Literature is news that stays as news :) Found that in Ms Madeline's class. And as I wrote it in my journal, someone said, "You're just like that girl's mum in A Walk To Remember." Yeah, yeah. Maybe it's really..not the in-thing today for people to do stuff like that. Lately, I've been shutting up a lot, and observing things around me. Honestly? I like to write the stuff I think about in my journal, maybe because I think I'm not ready to show it to the world :) Maybe because if I get involve myself in something a little too much, I might ruin it. Hahah..I know, I know. WEIRD.

I guess I've been keeping myself busy these days. I don't care if I'm tired, cause when I'm tired, I forget about the things that are hurting me, and I can just go to sleep without even thinking. You see, I've learnt something from events happening lately. Allah bestowed upon us what we need, not what we want. And in the end, sometimes maybe I'm hating some of them, but indeed, it helped me a lot, to keep my life ticking.

Sometimes, I do question myself, "Am I fake?" or is it because I just am hesitating to hurt others with the truth about me?
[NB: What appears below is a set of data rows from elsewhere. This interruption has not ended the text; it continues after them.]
impl Narrator {
    /// 进入关卡：处于 Loading，调用方随后按 `dialogue_request()` 拉取脚本
    pub fn new(level: Level, timing: NarratorTiming) -> Self {
        tracing::info!(level_id = level.id, title = %level.title, "entering level");
        Self {
            visit: VisitId::next(),
            level,
            script: DialogueScript::default(),
            state: NarratorState::Loading,
            timing,
            typing_cycles: 0,
            shake_pulses: 0,
        }
    }

    pub fn dialogue_request(&self) -> DialogueRequest {
        DialogueRequest {
            visit: self.visit,
            level_id: self.level.id,
        }
    }

    /// 切换到另一关：取消全部定时器，清空光标与输入，重新拉取脚本
    pub fn retarget(&mut self, level: Level, sched: &mut dyn Scheduler) -> DialogueRequest {
        self.teardown(sched);
        tracing::info!(from = self.level.id, to = level.id, "switching level");
        self.visit = VisitId::next();
        self.level = level;
        self.script = DialogueScript::default();
        self.state = NarratorState::Loading;
        self.typing_cycles = 0;
        self.shake_pulses = 0;
        self.dialogue_request()
    }

    /// 卸载：取消打字与抖动定时器
    pub fn teardown(&mut self, sched: &mut dyn Scheduler) {
        match std::mem::replace(&mut self.state, NarratorState::Closed) {
            NarratorState::Chat {
                typing: Typing::Revealing(h),
                ..
            } => sched.cancel(h),
            NarratorState::KeyEntry { mut shake, .. } => shake.release(sched),
            _ => {}
        }
    }

    /// 脚本到达（或拉取失败）
    pub fn on_script(
        &mut self,
        visit: VisitId,
        result: Result<Vec<Line>, GameError>,
        sched: &mut dyn Scheduler,
    ) -> bool {
        if visit != self.visit || !matches!(self.state, NarratorState::Loading) {
            tracing::debug!(?visit, "ignoring dialogue for another visit");
            return false;
        }
        match result {
            Ok(lines) if !lines.is_empty() => {
                tracing::debug!(level_id = self.level.id, lines = lines.len(), "dialogue loaded");
                self.script = DialogueScript::new(lines);
                self.start_typing(0, None, sched);
            }
            Ok(_) => {
                tracing::info!(level_id = self.level.id, "level has no dialogue");
                self.state = NarratorState::NoDialogue;
            }
            Err(e) => {
                tracing::warn!(level_id = self.level.id, error = %e, "failed to load dialogue");
                self.state = NarratorState::NoDialogue;
            }
        }
        true
    }

    fn start_typing(
        &mut self,
        cursor: usize,
        parked: Option<SubmissionAttempt>,
        sched: &mut dyn Scheduler,
    ) {
        let timer = sched.schedule(self.timing.reveal, TimerKind::TypingReveal);
        self.typing_cycles += 1;
        self.state = NarratorState::Chat {
            cursor,
            typing: Typing::Revealing(timer),
            parked,
        };
    }

    /// 分发定时器事件；不属于当前状态的事件被丢弃
    pub fn on_timer(&mut self, fired: &TimerFired, sched: &mut dyn Scheduler) -> bool {
        let owned = match (&self.state, fired.kind) {
            (
                NarratorState::Chat {
                    typing: Typing::Revealing(h),
                    ..
                },
                TimerKind::TypingReveal,
            ) => h.matches(fired),
            (
                NarratorState::KeyEntry {
                    shake: Shake::Arming(h),
                    ..
                },
                TimerKind::ShakeStart,
            ) => h.matches(fired),
            (
                NarratorState::KeyEntry {
                    shake: Shake::Active(h),
                    ..
                },
                TimerKind::ShakeReset,
            ) => h.matches(fired),
            _ => false,
        };
        if !owned {
            tracing::debug!(id = ?fired.id, kind = ?fired.kind, "ignoring stale narrator timer");
            return false;
        }

        match &mut self.state {
            NarratorState::Chat { typing, .. } => *typing = Typing::Revealed,
            NarratorState::KeyEntry { shake, .. } => {
                *shake = match fired.kind {
                    TimerKind::ShakeStart => {
                        Shake::Active(sched.schedule(self.timing.shake, TimerKind::ShakeReset))
                    }
                    _ => Shake::Idle,
                };
            }
            _ => {}
        }
        true
    }

    /// 「下一步」：仅在当前行揭示后可用；最后一行之后进入 KeyEntry
    pub fn handle_next(&mut self, sched: &mut dyn Scheduler) -> bool {
        let NarratorState::Chat {
            cursor,
            typing: Typing::Revealed,
            parked,
        } = &mut self.state
        else {
            return false;
        };
        let cursor = *cursor;
        let parked = parked.take();

        if self.script.is_last(cursor) {
            tracing::debug!(level_id = self.level.id, "dialogue finished, awaiting key");
            self.state = NarratorState::KeyEntry {
                attempt: parked.unwrap_or_default(),
                shake: Shake::Idle,
            };
        } else {
            self.start_typing(cursor + 1, parked, sched);
        }
        true
    }

    /// 从 KeyEntry 回顾对话；提交中不可回退
    pub fn review_chat(&mut self, sched: &mut dyn Scheduler) -> bool {
        match &self.state {
            NarratorState::KeyEntry { attempt, .. } if !attempt.submitting => {}
            _ => return false,
        }
        if let NarratorState::KeyEntry { attempt, mut shake } =
            std::mem::replace(&mut self.state, NarratorState::Closed)
        {
            shake.release(sched);
            self.state = NarratorState::Chat {
                cursor: self.script.len().saturating_sub(1),
                typing: Typing::Revealed,
                parked: Some(attempt),
            };
        }
        true
    }

    fn attempt_mut(&mut self) -> Option<&mut SubmissionAttempt> {
        match &mut self.state {
            NarratorState::KeyEntry { attempt, .. } => Some(attempt),
            _ => None,
        }
    }

    pub fn set_key(&mut self, key: impl Into<String>) {
        if let Some(attempt) = self.attempt_mut() {
            attempt.entered_key = key.into();
        }
    }

    pub fn push_key_char(&mut self, c: char) {
        if let Some(attempt) = self.attempt_mut() {
            attempt.entered_key.push(c);
        }
    }

    pub fn pop_key_char(&mut self) {
        if let Some(attempt) = self.attempt_mut() {
            attempt.entered_key.pop();
        }
    }

    /// 提交钥匙。空输入就地报错并抖动，不发请求；已有提交在途时为 no-op。
    /// 返回 Some 时由宿主发起网络调用，结果经 `on_submit_result` 回送。
    pub fn submit_key(
        &mut self,
        session: &SessionContext,
        sched: &mut dyn Scheduler,
    ) -> Option<SubmitCall> {
        let NarratorState::KeyEntry { attempt, shake } = &mut self.state else {
            return None;
        };
        if attempt.submitting {
            return None;
        }
        attempt.error = None;

        let Some(key) = attempt.trimmed_key().map(str::to_string) else {
            let err = GameError::Validation(EMPTY_KEY_MESSAGE.to_string());
            tracing::debug!(level_id = self.level.id, kind = err.kind(), "key rejected locally");
            attempt.error = Some(err.user_message());
            shake.trigger(sched);
            self.shake_pulses += 1;
            return None;
        };

        attempt.submitting = true;
        tracing::debug!(level_id = self.level.id, "submitting key");
        Some(SubmitCall {
            visit: self.visit,
            level_id: self.level.id,
            request: SubmitKeyRequest {
                user_id: session.user_id(),
                key,
            },
        })
    }

    /// 提交结果到达。无论成功、拒绝还是异常，submitting 都会复位
    pub fn on_submit_result(
        &mut self,
        visit: VisitId,
        result: Result<SubmitKeyResponse, GameError>,
        session: &mut SessionContext,
        sched: &mut dyn Scheduler,
    ) -> bool {
        if visit != self.visit {
            tracing::debug!(?visit, "ignoring submission result for another visit");
            return false;
        }
        let NarratorState::KeyEntry { attempt, shake } = &mut self.state else {
            return false;
        };
        if !attempt.submitting {
            return false;
        }
        attempt.submitting = false;

        match result {
            Ok(resp) if resp.correct => {
                if let Some(credits) = resp.new_credits {
                    session.set_credits(credits);
                }
                shake.release(sched);
                let outcome = RewardOutcome::from_response(&resp);
                tracing::info!(
                    level_id = self.level.id,
                    reward = outcome.reward_credits_awarded,
                    next_level_id = ?outcome.next_level_id,
                    "key accepted"
                );
                self.state = NarratorState::Done {
                    outcome,
                    last_result: resp,
                };
            }
            Ok(resp) => {
                let message = resp
                    .message
                    .clone()
                    .filter(|m| !m.is_empty())
                    .unwrap_or_else(|| DEFAULT_REJECT_MESSAGE.to_string());
                tracing::warn!(level_id = self.level.id, %message, "key rejected");
                attempt.error = Some(message);
                attempt.last_result = Some(resp);
                shake.trigger(sched);
                self.shake_pulses += 1;
            }
            Err(e) => {
                tracing::warn!(level_id = self.level.id, kind = e.kind(), error = %e, "key submission failed");
                attempt.error = Some(e.user_message());
                shake.trigger(sched);
                self.shake_pulses += 1;
            }
        }
        true
    }

    pub fn visit(&self) -> VisitId {
        self.visit
    }

    pub fn level(&self) -> &Level {
        &self.level
    }

    pub fn script(&self) -> &DialogueScript {
        &self.script
    }

    pub fn npc(&self) -> &NpcMeta {
        self.script.npc()
    }

    /// Loading / NoDialogue 视为 Chat 阶段的前置子状态
    pub fn stage(&self) -> Stage {
        match self.state {
            NarratorState::KeyEntry { .. } => Stage::KeyEntry,
            NarratorState::Done { .. } => Stage::Done,
            _ => Stage::Chat,
        }
    }

    pub fn is_loading(&self) -> bool {
        matches!(self.state, NarratorState::Loading)
    }

    pub fn has_no_dialogue(&self) -> bool {
        matches!(self.state, NarratorState::NoDialogue)
    }

    pub fn is_closed(&self) -> bool {
        matches!(self.state, NarratorState::Closed)
    }

    pub fn cursor(&self) -> Option<usize> {
        match self.state {
            NarratorState::Chat { cursor, .. } => Some(cursor),
            _ => None,
        }
    }

    pub fn current_line(&self) -> Option<&Line> {
        self.cursor().and_then(|c| self.script.get(c))
    }

    pub fn is_typing(&self) -> bool {
        matches!(
            self.state,
            NarratorState::Chat {
                typing: Typing::Revealing(_),
                ..
            }
        )
    }

    pub fn show_next_button(&self) -> bool {
        matches!(
            self.state,
            NarratorState::Chat {
                typing: Typing::Revealed,
                ..
            }
        )
    }

    /// 当前行显示的文本：打字中为占位符
    pub fn display_text(&self) -> Option<&str> {
        let line = self.current_line()?;
        Some(if self.is_typing() {
            TYPING_PLACEHOLDER
        } else {
            line.text.as_str()
        })
    }

    /// 「下一步」按钮文案
    pub fn next_label(&self) -> Option<&'static str> {
        match self.state {
            NarratorState::Chat {
                cursor,
                typing: Typing::Revealed,
                ..
            } => Some(if self.script.is_last(cursor) {
                "Enter Key →"
            } else {
                "Continue →"
            }),
            _ => None,
        }
    }

    pub fn attempt(&self) -> Option<&SubmissionAttempt> {
        match &self.state {
            NarratorState::KeyEntry { attempt, .. } => Some(attempt),
            NarratorState::Chat { parked, .. } => parked.as_ref(),
            _ => None,
        }
    }

    pub fn entered_key(&self) -> Option<&str> {
        self.attempt().map(|a| a.entered_key.as_str())
    }

    pub fn error(&self) -> Option<&str> {
        match &self.state {
            NarratorState::KeyEntry { attempt, .. } => attempt.error.as_deref(),
            _ => None,
        }
    }

    pub fn submitting(&self) -> bool {
        matches!(&self.state, NarratorState::KeyEntry { attempt, .. } if attempt.submitting)
    }

    pub fn is_shaking(&self) -> bool {
        matches!(
            self.state,
            NarratorState::KeyEntry {
                shake: Shake::Active(_),
                ..
            }
        )
    }

    /// 本次访问累计触发的抖动次数
    pub fn shake_pulses(&self) -> usize {
        self.shake_pulses
    }

    /// 本次访问累计开始的打字周期数
    pub fn typing_cycles(&self) -> usize {
        self.typing_cycles
    }

    pub fn outcome(&self) -> Option<&RewardOutcome> {
        match &self.state {
            NarratorState::Done { outcome, .. } => Some(outcome),
            _ => None,
        }
    }

    pub fn last_result(&self) -> Option<&SubmitKeyResponse> {
        match &self.state {
            NarratorState::Done { last_result, .. } => Some(last_result),
            NarratorState::KeyEntry { attempt, .. } => attempt.last_result.as_ref(),
            _ => None,
        }
    }
}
At times, maybe I'd rather be alone, because I'm afraid of hurting others, but then when they always make you laugh, and happy, and brightens your day, you just can't stop yourself from loving them.

Maybe if I have a chance to ask God a question..I'd ask this, "Why did He ever create love in the first place?" :)
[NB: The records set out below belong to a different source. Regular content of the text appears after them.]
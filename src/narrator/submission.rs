//! 钥匙提交：请求/响应契约、提交尝试与奖励结果

use serde::{Deserialize, Serialize};

use crate::core::session::UserId;
use crate::navigator::LevelId;

/// 空输入时的校验提示
pub const EMPTY_KEY_MESSAGE: &str = "Enter the key word first.";
/// 响应未带 message 时的拒绝提示
pub const DEFAULT_REJECT_MESSAGE: &str = "Incorrect key";

/// 提交请求体（路径上携带关卡 ID）
#[derive(Clone, Debug, PartialEq, Eq, Serialize, Deserialize)]
pub struct SubmitKeyRequest {
    pub user_id: UserId,
    pub key: String,
}

/// 提交响应
#[derive(Clone, Debug, Default, PartialEq, Eq, Serialize, Deserialize)]
pub struct SubmitKeyResponse {
    pub correct: bool,
    #[serde(default)]
    pub message: Option<String>,
    #[serde(default)]
    pub new_credits: Option<i64>,
    #[serde(default)]
    pub reward_credits_awarded: Option<i64>,
    #[serde(default)]
    pub next_level_id: Option<LevelId>,
}

/// 一次关卡访问中的提交尝试
#[derive(Clone, Debug, Default, PartialEq, Eq)]
pub struct SubmissionAttempt {
    pub entered_key: String,
    pub submitting: bool,
    pub last_result: Option<SubmitKeyResponse>,
    pub error: Option<String>,
}

impl SubmissionAttempt {
    /// 去掉首尾空白后的钥匙；为空时返回 None
    pub fn trimmed_key(&self) -> Option<&str> {
        let key = self.entered_key.trim();
        (!key.is_empty()).then_some(key)
    }
}

/// 提交成功后的奖励结果（`Done` 阶段展示）
#[derive(Clone, Debug, PartialEq, Eq)]
pub struct RewardOutcome {
    /// 已完成过的关卡再次提交时为 0
    pub reward_credits_awarded: i64,
    pub new_credits: Option<i64>,
    pub next_level_id: Option<LevelId>,
}

impl RewardOutcome {
    pub fn from_response(resp: &SubmitKeyResponse) -> Self {
        Self {
            reward_credits_awarded: resp.reward_credits_awarded.unwrap_or(0),
            new_credits: resp.new_credits,
            next_level_id: resp.next_level_id,
        }
    }

    pub fn summary(&self) -> String {
        if self.reward_credits_awarded > 0 {
            format!("You earned +{} credits.", self.reward_credits_awarded)
        } else {
            "Level already completed - no extra reward.".to_string()
        }
    }

    pub fn continue_label(&self) -> &'static str {
        if self.next_level_id.is_some() {
            "Next Level →"
        } else {
            "Finish"
        }
    }
}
jobless freaks are belle and qyn

today belle caught a huge worm in her veggie during dinner.i persuaded her to see the food exco.and so we did.our utmost intention: to jalan jalan around the perkampungan to be really really frank.then on our way to the deserted perkampungan we bumped into biha and she said
'weh itu ulat sayur lahh.
namenye sayur
tu
berkhasiat!'
shit.we laughed like crazy baboons.and we stole the dh's spoon fr goodness sake.disgusted by the fact that it wasnt worth the effort, we threw the spoon and went back home.20 minutes wasted just like that.i have test tomorrow.darnnnnn.btw enjoy the weekends without me ppl.yeah and wish me luck
-qyn

Thursday 24 April 2008

hatred.jealousy

a not-so-good combination. i knw

at d moment, supposedly thinking bout university application. i hv to knw where i wnt to go soon. but my mind is nt letting me to do so. well, i hv a good reason for dt:) our seniors r getting their offers, n perhaps in sept or maybe oct, they will fly. i wnt to give my opinion, somehw i disagree with people who choose their firm university based on personal reason. u knw wt i mean rite, u don't select university jz bcz u wanna be with dt girl..or maybe dt guy. it's sad, u r taking ur future lightly n trust me, "opposite sex" is nt worth to be ur no1 reason. i guess i'v said too much.should stop nw.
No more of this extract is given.